Source : http://www.newyorker.com/online/blogs/elements/2013/08/unumpentium-the-new-artificial-element.html
SUBMITTED BY: KIMBERLY VELASCO (8-AVOCADO)
-SHARYN RAMIREZ
Ununpentium, the Newest Element
Posted by Michael Lemonick
When the Russian chemist Dmitri Mendeleev published his periodic table of elements in 1869, there were just fifty-nine entries on it. The table grouped those elements—hydrogen, oxygen, and carbon, along with less familiar substances like osmium, rhodium, yttrium—according to their shared chemical properties and the weight of their atoms. The table also contained thirty-three empty spaces that implied that there were elements still to be discovered.

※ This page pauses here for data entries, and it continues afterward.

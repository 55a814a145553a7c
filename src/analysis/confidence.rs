// ABOUTME: Four-factor confidence scoring for validated body analyses
// ABOUTME: Blends photo coverage, anatomical consistency, completeness and provider confidence
//
// SPDX-License-Identifier: MIT OR Apache-2.0
// Copyright (c) 2025 ReddyFit

//! # Confidence Scorer
//!
//! Replaces the provider's self-reported confidence with a blended score the
//! engine can stand behind. Four independent factors are combined with fixed
//! weights and the result is clamped so a stored analysis is never presented
//! as either worthless or certain.
//!
//! Completeness is measured against the raw extracted record, before the
//! schema validator substitutes defaults. A provider that omitted half the
//! schema should not score as complete just because the validator papered
//! over the gaps.

use serde_json::Value;
use tracing::debug;

use crate::models::{BodyAnalysisRecord, BodyMeasurements};

/// Weight of the photo coverage factor
pub const PHOTO_WEIGHT: f64 = 0.35;
/// Weight of the anatomical consistency factor
pub const CONSISTENCY_WEIGHT: f64 = 0.25;
/// Weight of the schema completeness factor
pub const COMPLETENESS_WEIGHT: f64 = 0.20;
/// Weight of the provider's self-reported confidence
pub const PROVIDER_WEIGHT: f64 = 0.20;

/// Lower clamp on the blended score
pub const MIN_CONFIDENCE: f64 = 0.4;
/// Upper clamp on the blended score
pub const MAX_CONFIDENCE: f64 = 0.99;

/// Top-level keys counted toward completeness, alongside the ten measurements
const COMPLETENESS_TOP_LEVEL: [&str; 6] = [
    "bodyFatPercentage",
    "muscleMassLevel",
    "physiqueRating",
    "fitnessLevel",
    "muscleDevelopment",
    "recommendations",
];

/// Measurement keys counted toward completeness
const COMPLETENESS_MEASUREMENTS: [&str; 10] = [
    "chestCm",
    "waistCm",
    "hipsCm",
    "bicepCm",
    "thighCm",
    "shoulderWidthCm",
    "neckCm",
    "calfCm",
    "forearmCm",
    "heightCm",
];

/// Blends the four confidence factors into a single score
pub struct ConfidenceScorer;

impl ConfidenceScorer {
    /// Compute the blended confidence for a validated record.
    ///
    /// `raw` is the extracted record before validation; `record` is the
    /// validated result. The returned score is always within
    /// [`MIN_CONFIDENCE`], [`MAX_CONFIDENCE`].
    #[must_use]
    pub fn score(record: &BodyAnalysisRecord, raw: &Value, photo_count: usize) -> f64 {
        let photo = Self::photo_factor(photo_count);
        let consistency = Self::consistency_factor(&record.measurements);
        let completeness = Self::completeness_factor(raw);
        let provider = record.confidence;

        let blended = PHOTO_WEIGHT * photo
            + CONSISTENCY_WEIGHT * consistency
            + COMPLETENESS_WEIGHT * completeness
            + PROVIDER_WEIGHT * provider;
        let clamped = blended.clamp(MIN_CONFIDENCE, MAX_CONFIDENCE);

        debug!(
            photo,
            consistency, completeness, provider, confidence = clamped,
            "Computed blended confidence"
        );

        clamped
    }

    /// Coverage factor from the number of photos analyzed
    #[must_use]
    pub fn photo_factor(photo_count: usize) -> f64 {
        match photo_count {
            0 | 1 => 0.65,
            2 => 0.85,
            _ => 1.0,
        }
    }

    /// Anatomical consistency factor.
    ///
    /// Starts at 1.0 and deducts a fixed penalty per implausible relation
    /// between validated measurements, with a floor of 0.5. Each relation is
    /// checked independently so one anomaly cannot mask another.
    #[must_use]
    pub fn consistency_factor(m: &BodyMeasurements) -> f64 {
        let mut factor: f64 = 1.0;

        if m.shoulder_width_cm > m.chest_cm {
            factor -= 0.10;
        }
        if m.chest_cm < m.waist_cm {
            factor -= 0.15;
        }
        let waist_to_hip = m.waist_cm / m.hips_cm;
        if !(0.7..=1.1).contains(&waist_to_hip) {
            factor -= 0.10;
        }
        if m.thigh_cm <= m.calf_cm {
            factor -= 0.10;
        }
        if m.bicep_cm <= m.forearm_cm {
            factor -= 0.10;
        }

        factor.max(0.5)
    }

    /// Fraction of the sixteen expected keys the provider actually supplied
    /// with the right JSON type, measured before validation
    #[must_use]
    pub fn completeness_factor(raw: &Value) -> f64 {
        let mut present = 0_usize;

        for key in COMPLETENESS_TOP_LEVEL {
            let ok = match key {
                "bodyFatPercentage" | "physiqueRating" => {
                    raw.get(key).is_some_and(Value::is_number)
                }
                "muscleMassLevel" | "fitnessLevel" => raw.get(key).is_some_and(Value::is_string),
                _ => raw.get(key).is_some_and(Value::is_object),
            };
            if ok {
                present += 1;
            }
        }

        let measurements = raw.get("measurements");
        for key in COMPLETENESS_MEASUREMENTS {
            if measurements
                .and_then(|m| m.get(key))
                .is_some_and(Value::is_number)
            {
                present += 1;
            }
        }

        let total = COMPLETENESS_TOP_LEVEL.len() + COMPLETENESS_MEASUREMENTS.len();
        present as f64 / total as f64
    }
}

#[cfg(test)]
#[allow(clippy::unwrap_used)]
mod tests {
    use super::*;
    use crate::analysis::validator::SchemaValidator;
    use serde_json::json;

    fn full_raw() -> Value {
        json!({
            "bodyFatPercentage": 15.0,
            "muscleMassLevel": "high",
            "physiqueRating": 8,
            "fitnessLevel": "advanced",
            "muscleDevelopment": {
                "chest": "good", "back": "good", "shoulders": "excellent",
                "arms": "good", "core": "moderate", "legs": "good"
            },
            "recommendations": {
                "focusAreas": ["legs"],
                "workoutSplit": "PPL",
                "nutritionTips": "lean bulk",
                "progressGoals": "add 2kg lean mass"
            },
            "measurements": {
                "chestCm": 105.0, "waistCm": 80.0, "hipsCm": 95.0,
                "bicepCm": 38.0, "thighCm": 60.0, "shoulderWidthCm": 50.0,
                "neckCm": 39.0, "calfCm": 38.0, "forearmCm": 30.0,
                "heightCm": 180.0
            },
            "confidence": 0.9
        })
    }

    #[test]
    fn test_complete_consistent_record_scores_high() {
        let raw = full_raw();
        let record = SchemaValidator::validate(&raw).record;
        let score = ConfidenceScorer::score(&record, &raw, 3);

        // 0.35*1.0 + 0.25*1.0 + 0.20*1.0 + 0.20*0.9 = 0.98
        assert!((score - 0.98).abs() < 1e-9);
    }

    #[test]
    fn test_photo_factor_tiers() {
        assert!((ConfidenceScorer::photo_factor(0) - 0.65).abs() < f64::EPSILON);
        assert!((ConfidenceScorer::photo_factor(1) - 0.65).abs() < f64::EPSILON);
        assert!((ConfidenceScorer::photo_factor(2) - 0.85).abs() < f64::EPSILON);
        assert!((ConfidenceScorer::photo_factor(3) - 1.0).abs() < f64::EPSILON);
        assert!((ConfidenceScorer::photo_factor(7) - 1.0).abs() < f64::EPSILON);
    }

    #[test]
    fn test_consistency_penalties_are_independent() {
        let mut raw = full_raw();
        // chest below waist and thigh below calf at once
        raw["measurements"]["chestCm"] = json!(75.0);
        raw["measurements"]["waistCm"] = json!(80.0);
        raw["measurements"]["thighCm"] = json!(36.0);
        let record = SchemaValidator::validate(&raw).record;

        let factor = ConfidenceScorer::consistency_factor(&record.measurements);
        assert!((factor - 0.75).abs() < 1e-9);
    }

    #[test]
    fn test_consistency_floor() {
        // all five penalties trip (deducting to 0.45); the floor holds at 0.5
        let m = BodyMeasurements {
            chest_cm: 75.0,
            waist_cm: 120.0,
            hips_cm: 70.0,
            bicep_cm: 21.0,
            thigh_cm: 36.0,
            shoulder_width_cm: 80.0,
            neck_cm: 38.0,
            calf_cm: 44.0,
            forearm_cm: 28.0,
            height_cm: 175.0,
        };

        let factor = ConfidenceScorer::consistency_factor(&m);
        assert!((factor - 0.5).abs() < f64::EPSILON);
    }

    #[test]
    fn test_consistency_of_validated_measurements_bottoms_above_floor() {
        // in-range shoulder width (max 60) never exceeds in-range chest
        // girth (min 70), so validated measurements trip at most four
        // penalties and never hit the floor
        let record = SchemaValidator::validate(&json!({
            "measurements": {
                "chestCm": 70.0, "waistCm": 128.0, "hipsCm": 70.0,
                "bicepCm": 20.0, "thighCm": 35.0, "shoulderWidthCm": 59.0,
                "neckCm": 38.0, "calfCm": 44.0, "forearmCm": 28.0,
                "heightCm": 175.0
            }
        }))
        .record;

        let factor = ConfidenceScorer::consistency_factor(&record.measurements);
        assert!((factor - 0.55).abs() < 1e-9);
    }

    #[test]
    fn test_completeness_measured_before_validation() {
        let raw = json!({"bodyFatPercentage": 18.0});
        let record = SchemaValidator::validate(&raw).record;

        // validator filled every default, yet only 1 of 16 keys was supplied
        let completeness = ConfidenceScorer::completeness_factor(&raw);
        assert!((completeness - 1.0 / 16.0).abs() < 1e-9);

        let score = ConfidenceScorer::score(&record, &raw, 1);
        assert!(score < 0.7);
    }

    #[test]
    fn test_score_clamped_to_floor() {
        let raw = json!({});
        let mut record = SchemaValidator::validate(&raw).record;
        record.confidence = 0.0;
        record.measurements.chest_cm = 75.0;
        record.measurements.waist_cm = 120.0;
        record.measurements.thigh_cm = 36.0;
        record.measurements.calf_cm = 44.0;
        record.measurements.bicep_cm = 21.0;
        record.measurements.forearm_cm = 28.0;
        record.measurements.shoulder_width_cm = 80.0;

        let score = ConfidenceScorer::score(&record, &raw, 0);
        assert!((score - MIN_CONFIDENCE).abs() < f64::EPSILON);
    }

    #[test]
    fn test_score_never_reaches_one() {
        let raw = full_raw();
        let mut record = SchemaValidator::validate(&raw).record;
        record.confidence = 1.0;

        let score = ConfidenceScorer::score(&record, &raw, 3);
        assert!(score <= MAX_CONFIDENCE);
    }
}
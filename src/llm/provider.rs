// ABOUTME: Unified vision provider selector for runtime provider switching
// ABOUTME: Abstracts over OpenAI and Gemini providers based on environment configuration
//
// SPDX-License-Identifier: MIT OR Apache-2.0
// Copyright (c) 2025 ReddyFit

//! # Vision Provider Selector
//!
//! Unified interface over the concrete vision providers, configured at
//! runtime via environment variables.
//!
//! ## Configuration
//!
//! Set `REDDYFIT_VISION_PROVIDER`:
//! - `openai` (default): GPT-4o class vision models
//! - `gemini`: Google Gemini vision models

use async_trait::async_trait;
use tracing::{debug, info};

use super::{GeminiVisionProvider, OpenAiVisionProvider, VisionCapabilities, VisionProvider};
use crate::config::VisionProviderType;
use crate::errors::AppError;
use crate::models::ImageData;

/// Unified vision provider that wraps `OpenAI` or Gemini.
///
/// Provides a consistent interface regardless of which underlying provider
/// is configured.
pub enum VisionClient {
    /// `OpenAI` GPT-4o vision provider
    OpenAi(OpenAiVisionProvider),
    /// Google Gemini vision provider
    Gemini(GeminiVisionProvider),
}

impl VisionClient {
    /// Create a provider from environment configuration.
    ///
    /// Reads `REDDYFIT_VISION_PROVIDER` to determine which provider to use
    /// and `REDDYFIT_VISION_MODEL` for the optional model override.
    ///
    /// # Errors
    ///
    /// Returns an error if the selected provider's API key environment
    /// variable is missing.
    pub fn from_env() -> Result<Self, AppError> {
        let provider_type = VisionProviderType::from_env();

        info!(
            "Initializing vision provider: {} (set {} to change)",
            provider_type,
            VisionProviderType::ENV_VAR
        );

        let client = match provider_type {
            VisionProviderType::OpenAi => {
                let mut provider = OpenAiVisionProvider::from_env()?;
                if let Some(model) = VisionProviderType::model_from_env() {
                    provider = provider.with_default_model(model);
                }
                Self::OpenAi(provider)
            }
            VisionProviderType::Gemini => {
                let mut provider = GeminiVisionProvider::from_env()?;
                if let Some(model) = VisionProviderType::model_from_env() {
                    provider = provider.with_default_model(model);
                }
                Self::Gemini(provider)
            }
        };

        debug!(
            "Provider {} initialized with model: {}",
            client.display_name(),
            client.default_model()
        );

        Ok(client)
    }

    /// Access the wrapped provider as a trait object
    fn inner(&self) -> &dyn VisionProvider {
        match self {
            Self::OpenAi(p) => p,
            Self::Gemini(p) => p,
        }
    }
}

#[async_trait]
impl VisionProvider for VisionClient {
    fn name(&self) -> &'static str {
        self.inner().name()
    }

    fn display_name(&self) -> &'static str {
        self.inner().display_name()
    }

    fn capabilities(&self) -> VisionCapabilities {
        self.inner().capabilities()
    }

    fn default_model(&self) -> &str {
        match self {
            Self::OpenAi(p) => p.default_model(),
            Self::Gemini(p) => p.default_model(),
        }
    }

    fn available_models(&self) -> &'static [&'static str] {
        self.inner().available_models()
    }

    async fn analyze_images(
        &self,
        prompt: &str,
        images: &[ImageData],
    ) -> Result<String, AppError> {
        self.inner().analyze_images(prompt, images).await
    }

    async fn health_check(&self) -> Result<bool, AppError> {
        self.inner().health_check().await
    }
}

#[cfg(test)]
mod tests {
    use super::*;

    #[test]
    fn test_wrapped_provider_identity() {
        let client = VisionClient::OpenAi(OpenAiVisionProvider::new("k"));
        assert_eq!(client.name(), "openai");
        assert!(client.capabilities().supports_vision());

        let client = VisionClient::Gemini(GeminiVisionProvider::new("k"));
        assert_eq!(client.name(), "gemini");
        assert_eq!(client.default_model(), "gemini-2.5-flash");
    }
}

Illustration by Greg Robson/Pumbaa
What Mendeleev couldn’t have imagined was that scientists would one day begin creating elements not found naturally. Just a few days ago, the fabrication of one of the heaviest elements yet was confirmed by Swedish scientists working at the G.S.I. Helmholtz Center for Heavy Ion Research, in Darmstadt, Germany. Its provisional name is ununpentium.
What makes an element distinct is the number of protons it has in its nucleus: hydrogen has one proton, helium has two, and on up the periodic table to uranium, which has ninety-two. Creating new elements began with physicists bombarding existing ones with other particles; as the nuclei careened around they would sometimes smash together and form atoms with more than ninety-two protons. First came neptunium, in 1940, with ninety-three protons, then plutonium, with ninety-four (which, it turns out, does exist in trace quantities in nature). In the years since, scientists continued creating heavier and generally more unstable atoms. Ununpentium element has a hundred and fifteen protons. (It’s name means “one-one-five.”)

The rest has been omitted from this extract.